▶ [About this task]: If a line in the records below contains the word "voltage", copy it out.

▶ [Records for the exercise]:

******

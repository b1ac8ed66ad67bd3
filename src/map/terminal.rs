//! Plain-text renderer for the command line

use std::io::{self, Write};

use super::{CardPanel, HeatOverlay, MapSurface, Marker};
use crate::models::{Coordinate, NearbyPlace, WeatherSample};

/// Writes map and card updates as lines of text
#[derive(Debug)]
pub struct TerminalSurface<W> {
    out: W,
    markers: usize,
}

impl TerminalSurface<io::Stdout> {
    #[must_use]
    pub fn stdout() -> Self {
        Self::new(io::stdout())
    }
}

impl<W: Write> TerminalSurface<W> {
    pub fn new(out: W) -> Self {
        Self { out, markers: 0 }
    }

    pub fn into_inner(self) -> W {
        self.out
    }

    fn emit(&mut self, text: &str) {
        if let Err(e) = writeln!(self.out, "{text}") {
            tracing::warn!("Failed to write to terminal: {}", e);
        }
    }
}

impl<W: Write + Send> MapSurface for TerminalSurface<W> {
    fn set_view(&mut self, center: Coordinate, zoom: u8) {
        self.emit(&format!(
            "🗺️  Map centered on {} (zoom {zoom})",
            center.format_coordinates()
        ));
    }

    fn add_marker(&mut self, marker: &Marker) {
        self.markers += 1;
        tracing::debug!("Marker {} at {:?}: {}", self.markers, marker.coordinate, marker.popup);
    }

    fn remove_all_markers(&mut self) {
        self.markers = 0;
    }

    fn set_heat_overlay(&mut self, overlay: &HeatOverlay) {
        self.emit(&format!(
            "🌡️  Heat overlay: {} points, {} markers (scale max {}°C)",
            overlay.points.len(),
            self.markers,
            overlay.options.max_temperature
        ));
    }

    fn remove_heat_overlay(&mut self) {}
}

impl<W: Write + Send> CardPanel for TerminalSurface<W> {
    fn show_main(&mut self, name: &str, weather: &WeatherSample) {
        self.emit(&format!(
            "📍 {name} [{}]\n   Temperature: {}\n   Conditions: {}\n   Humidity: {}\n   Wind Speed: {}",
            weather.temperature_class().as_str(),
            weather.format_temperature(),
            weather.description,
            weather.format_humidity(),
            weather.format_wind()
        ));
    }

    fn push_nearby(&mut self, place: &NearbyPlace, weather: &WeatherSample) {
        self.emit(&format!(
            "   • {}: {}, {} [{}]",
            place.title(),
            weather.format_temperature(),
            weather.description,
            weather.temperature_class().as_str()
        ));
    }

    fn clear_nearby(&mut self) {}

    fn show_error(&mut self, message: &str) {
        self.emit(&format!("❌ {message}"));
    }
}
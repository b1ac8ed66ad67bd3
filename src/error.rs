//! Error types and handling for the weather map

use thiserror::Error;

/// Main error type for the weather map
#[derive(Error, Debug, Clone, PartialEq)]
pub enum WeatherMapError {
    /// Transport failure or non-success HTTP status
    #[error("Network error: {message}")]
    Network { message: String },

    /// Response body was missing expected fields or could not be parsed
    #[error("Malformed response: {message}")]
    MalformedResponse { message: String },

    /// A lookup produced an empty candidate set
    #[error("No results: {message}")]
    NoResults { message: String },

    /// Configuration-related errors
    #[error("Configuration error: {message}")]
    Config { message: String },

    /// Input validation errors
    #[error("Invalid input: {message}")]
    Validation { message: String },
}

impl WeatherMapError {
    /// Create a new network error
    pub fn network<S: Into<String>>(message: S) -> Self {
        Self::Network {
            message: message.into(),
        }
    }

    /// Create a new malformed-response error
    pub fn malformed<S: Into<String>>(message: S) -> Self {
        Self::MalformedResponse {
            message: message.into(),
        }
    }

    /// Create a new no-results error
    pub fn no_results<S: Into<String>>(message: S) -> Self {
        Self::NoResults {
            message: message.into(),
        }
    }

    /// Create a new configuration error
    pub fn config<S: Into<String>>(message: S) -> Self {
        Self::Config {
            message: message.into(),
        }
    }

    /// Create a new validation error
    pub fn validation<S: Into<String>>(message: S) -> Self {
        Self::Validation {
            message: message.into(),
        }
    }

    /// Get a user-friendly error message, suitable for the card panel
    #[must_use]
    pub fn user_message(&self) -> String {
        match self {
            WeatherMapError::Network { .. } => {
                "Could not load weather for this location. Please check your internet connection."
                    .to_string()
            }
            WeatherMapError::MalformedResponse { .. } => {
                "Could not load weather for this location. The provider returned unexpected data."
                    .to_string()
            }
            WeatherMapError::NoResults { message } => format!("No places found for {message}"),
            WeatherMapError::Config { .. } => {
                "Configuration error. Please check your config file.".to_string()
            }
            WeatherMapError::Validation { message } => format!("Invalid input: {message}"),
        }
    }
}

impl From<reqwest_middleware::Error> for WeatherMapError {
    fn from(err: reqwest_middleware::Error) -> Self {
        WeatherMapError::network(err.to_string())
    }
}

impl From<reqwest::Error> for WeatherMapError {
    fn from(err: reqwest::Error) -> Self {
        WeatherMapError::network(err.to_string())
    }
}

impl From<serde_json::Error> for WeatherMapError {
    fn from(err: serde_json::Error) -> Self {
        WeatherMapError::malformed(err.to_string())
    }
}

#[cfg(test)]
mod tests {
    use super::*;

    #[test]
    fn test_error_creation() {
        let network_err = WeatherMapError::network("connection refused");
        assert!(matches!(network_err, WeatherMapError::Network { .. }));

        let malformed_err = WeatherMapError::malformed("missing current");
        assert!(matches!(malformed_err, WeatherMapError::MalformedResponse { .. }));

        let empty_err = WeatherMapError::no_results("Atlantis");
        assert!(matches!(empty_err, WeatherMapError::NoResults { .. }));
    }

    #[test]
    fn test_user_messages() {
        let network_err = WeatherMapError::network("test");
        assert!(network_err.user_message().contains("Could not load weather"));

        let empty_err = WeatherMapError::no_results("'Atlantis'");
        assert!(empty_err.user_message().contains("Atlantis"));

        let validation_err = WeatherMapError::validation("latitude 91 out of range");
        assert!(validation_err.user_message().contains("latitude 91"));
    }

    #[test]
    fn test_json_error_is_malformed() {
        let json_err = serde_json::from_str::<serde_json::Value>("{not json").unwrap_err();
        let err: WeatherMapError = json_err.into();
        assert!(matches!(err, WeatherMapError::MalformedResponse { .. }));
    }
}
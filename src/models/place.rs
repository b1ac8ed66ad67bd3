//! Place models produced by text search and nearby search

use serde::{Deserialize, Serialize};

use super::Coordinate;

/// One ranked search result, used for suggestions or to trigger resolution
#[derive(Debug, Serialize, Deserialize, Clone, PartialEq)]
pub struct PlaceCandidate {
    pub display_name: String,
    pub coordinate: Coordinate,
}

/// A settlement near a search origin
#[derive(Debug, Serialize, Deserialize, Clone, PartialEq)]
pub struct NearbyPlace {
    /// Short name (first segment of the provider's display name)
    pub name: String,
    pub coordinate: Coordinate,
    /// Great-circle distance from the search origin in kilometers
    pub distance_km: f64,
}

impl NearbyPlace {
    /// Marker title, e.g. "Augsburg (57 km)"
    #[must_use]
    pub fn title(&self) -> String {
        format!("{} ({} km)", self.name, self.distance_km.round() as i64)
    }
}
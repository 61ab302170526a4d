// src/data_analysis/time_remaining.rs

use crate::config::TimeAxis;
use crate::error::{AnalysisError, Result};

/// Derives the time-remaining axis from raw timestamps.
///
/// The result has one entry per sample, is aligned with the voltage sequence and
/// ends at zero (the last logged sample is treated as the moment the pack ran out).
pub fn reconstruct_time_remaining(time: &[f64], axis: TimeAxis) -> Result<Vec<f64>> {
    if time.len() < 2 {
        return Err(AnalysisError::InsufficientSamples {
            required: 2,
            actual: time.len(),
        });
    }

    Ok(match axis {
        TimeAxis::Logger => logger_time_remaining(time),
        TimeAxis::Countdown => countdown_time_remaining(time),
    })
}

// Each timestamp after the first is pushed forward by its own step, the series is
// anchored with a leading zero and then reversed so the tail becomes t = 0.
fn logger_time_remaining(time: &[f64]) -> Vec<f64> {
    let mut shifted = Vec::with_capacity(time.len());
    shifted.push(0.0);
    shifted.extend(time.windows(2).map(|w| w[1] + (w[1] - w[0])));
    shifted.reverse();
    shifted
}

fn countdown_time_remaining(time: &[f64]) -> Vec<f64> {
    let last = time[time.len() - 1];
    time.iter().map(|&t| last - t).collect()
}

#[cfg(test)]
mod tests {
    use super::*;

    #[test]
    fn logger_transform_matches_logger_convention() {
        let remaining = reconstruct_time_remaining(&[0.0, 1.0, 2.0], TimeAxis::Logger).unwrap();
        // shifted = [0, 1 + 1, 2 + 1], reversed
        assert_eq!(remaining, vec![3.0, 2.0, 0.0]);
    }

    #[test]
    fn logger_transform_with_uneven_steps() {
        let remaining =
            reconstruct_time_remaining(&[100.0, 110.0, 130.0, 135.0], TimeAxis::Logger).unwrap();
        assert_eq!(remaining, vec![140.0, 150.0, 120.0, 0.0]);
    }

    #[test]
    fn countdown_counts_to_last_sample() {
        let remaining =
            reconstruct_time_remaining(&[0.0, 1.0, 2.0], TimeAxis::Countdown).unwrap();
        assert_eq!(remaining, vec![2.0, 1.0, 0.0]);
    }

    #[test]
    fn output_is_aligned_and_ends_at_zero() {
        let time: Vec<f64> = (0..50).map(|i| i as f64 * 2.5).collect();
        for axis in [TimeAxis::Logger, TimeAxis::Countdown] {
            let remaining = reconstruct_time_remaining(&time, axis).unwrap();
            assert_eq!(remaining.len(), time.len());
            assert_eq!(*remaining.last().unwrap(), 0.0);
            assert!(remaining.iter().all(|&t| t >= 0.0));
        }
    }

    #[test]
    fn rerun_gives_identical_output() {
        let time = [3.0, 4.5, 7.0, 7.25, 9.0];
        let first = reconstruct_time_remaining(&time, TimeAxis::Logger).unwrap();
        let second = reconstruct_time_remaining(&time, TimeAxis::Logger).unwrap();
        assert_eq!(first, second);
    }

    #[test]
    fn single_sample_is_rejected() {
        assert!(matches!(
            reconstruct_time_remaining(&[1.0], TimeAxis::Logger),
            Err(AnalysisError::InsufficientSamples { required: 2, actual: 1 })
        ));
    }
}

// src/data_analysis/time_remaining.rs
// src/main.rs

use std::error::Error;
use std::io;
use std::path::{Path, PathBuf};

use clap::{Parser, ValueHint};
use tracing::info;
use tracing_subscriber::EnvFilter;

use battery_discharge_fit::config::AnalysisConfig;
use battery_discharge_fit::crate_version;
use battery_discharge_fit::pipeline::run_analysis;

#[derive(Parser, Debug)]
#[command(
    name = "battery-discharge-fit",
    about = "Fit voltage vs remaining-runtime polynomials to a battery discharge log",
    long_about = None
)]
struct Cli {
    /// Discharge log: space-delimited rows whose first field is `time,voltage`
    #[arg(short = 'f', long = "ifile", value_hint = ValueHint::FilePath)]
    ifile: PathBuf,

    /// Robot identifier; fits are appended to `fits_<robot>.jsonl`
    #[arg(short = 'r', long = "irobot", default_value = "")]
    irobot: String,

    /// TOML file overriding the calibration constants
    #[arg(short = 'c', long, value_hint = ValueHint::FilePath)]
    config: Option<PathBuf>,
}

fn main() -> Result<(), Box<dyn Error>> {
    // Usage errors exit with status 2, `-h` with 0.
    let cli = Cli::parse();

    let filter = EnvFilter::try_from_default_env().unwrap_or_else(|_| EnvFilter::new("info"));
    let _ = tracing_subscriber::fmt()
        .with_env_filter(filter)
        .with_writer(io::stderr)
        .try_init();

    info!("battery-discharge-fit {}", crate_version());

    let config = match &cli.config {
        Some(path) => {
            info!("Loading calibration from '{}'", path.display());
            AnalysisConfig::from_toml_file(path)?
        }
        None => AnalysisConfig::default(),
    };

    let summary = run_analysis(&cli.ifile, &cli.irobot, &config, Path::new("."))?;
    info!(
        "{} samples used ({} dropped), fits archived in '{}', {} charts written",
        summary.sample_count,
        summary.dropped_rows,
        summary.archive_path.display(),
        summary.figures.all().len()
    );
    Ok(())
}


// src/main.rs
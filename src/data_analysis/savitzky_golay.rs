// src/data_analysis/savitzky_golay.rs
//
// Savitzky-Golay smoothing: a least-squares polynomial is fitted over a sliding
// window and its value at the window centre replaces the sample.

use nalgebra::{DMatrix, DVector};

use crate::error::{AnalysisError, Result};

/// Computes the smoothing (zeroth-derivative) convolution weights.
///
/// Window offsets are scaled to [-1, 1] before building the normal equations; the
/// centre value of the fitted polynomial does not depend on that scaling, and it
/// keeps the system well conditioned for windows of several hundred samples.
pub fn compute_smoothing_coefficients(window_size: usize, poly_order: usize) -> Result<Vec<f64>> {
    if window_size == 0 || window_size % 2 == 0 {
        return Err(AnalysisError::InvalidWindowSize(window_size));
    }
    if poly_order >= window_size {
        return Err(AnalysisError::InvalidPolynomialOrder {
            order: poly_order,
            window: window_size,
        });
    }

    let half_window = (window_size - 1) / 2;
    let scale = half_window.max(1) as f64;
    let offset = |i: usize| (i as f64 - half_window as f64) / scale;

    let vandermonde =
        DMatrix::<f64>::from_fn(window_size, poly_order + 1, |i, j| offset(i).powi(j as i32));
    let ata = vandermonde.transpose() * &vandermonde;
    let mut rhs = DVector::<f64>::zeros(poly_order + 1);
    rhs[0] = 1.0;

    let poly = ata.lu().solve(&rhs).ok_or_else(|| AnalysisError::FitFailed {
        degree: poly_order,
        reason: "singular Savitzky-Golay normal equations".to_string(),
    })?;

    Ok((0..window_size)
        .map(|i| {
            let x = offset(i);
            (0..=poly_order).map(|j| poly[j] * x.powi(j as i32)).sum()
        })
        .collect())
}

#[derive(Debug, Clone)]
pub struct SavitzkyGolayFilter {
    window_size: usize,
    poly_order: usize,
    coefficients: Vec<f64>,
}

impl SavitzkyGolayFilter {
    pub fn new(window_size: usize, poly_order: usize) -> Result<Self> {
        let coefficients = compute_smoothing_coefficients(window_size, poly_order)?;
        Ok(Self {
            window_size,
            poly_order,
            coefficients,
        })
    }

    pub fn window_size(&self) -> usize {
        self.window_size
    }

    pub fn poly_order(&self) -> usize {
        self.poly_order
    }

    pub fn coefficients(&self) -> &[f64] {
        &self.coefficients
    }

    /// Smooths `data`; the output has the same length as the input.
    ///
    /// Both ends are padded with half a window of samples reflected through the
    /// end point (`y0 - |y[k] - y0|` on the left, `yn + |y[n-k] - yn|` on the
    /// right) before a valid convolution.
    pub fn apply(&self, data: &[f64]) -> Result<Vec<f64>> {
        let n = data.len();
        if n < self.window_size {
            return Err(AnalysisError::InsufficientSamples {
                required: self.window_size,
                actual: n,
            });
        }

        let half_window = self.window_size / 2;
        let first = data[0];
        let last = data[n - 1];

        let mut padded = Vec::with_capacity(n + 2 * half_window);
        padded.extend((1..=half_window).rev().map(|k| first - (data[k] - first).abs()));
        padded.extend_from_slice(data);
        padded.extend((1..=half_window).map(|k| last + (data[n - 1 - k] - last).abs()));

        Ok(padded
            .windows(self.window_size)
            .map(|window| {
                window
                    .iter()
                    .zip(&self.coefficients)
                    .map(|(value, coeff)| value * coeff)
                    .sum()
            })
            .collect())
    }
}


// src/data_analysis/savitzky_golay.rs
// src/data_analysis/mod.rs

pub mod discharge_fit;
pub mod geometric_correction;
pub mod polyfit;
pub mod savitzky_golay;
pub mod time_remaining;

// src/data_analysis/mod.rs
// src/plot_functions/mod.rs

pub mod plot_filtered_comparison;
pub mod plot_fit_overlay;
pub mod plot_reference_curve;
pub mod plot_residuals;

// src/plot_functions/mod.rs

******

▶ [Task output]:
/// The result has one entry per sample, is aligned with the voltage sequence and
    about = "Fit voltage vs remaining-runtime polynomials to a battery discharge log",
    /// Discharge log: space-delimited rows whose first field is `time,voltage`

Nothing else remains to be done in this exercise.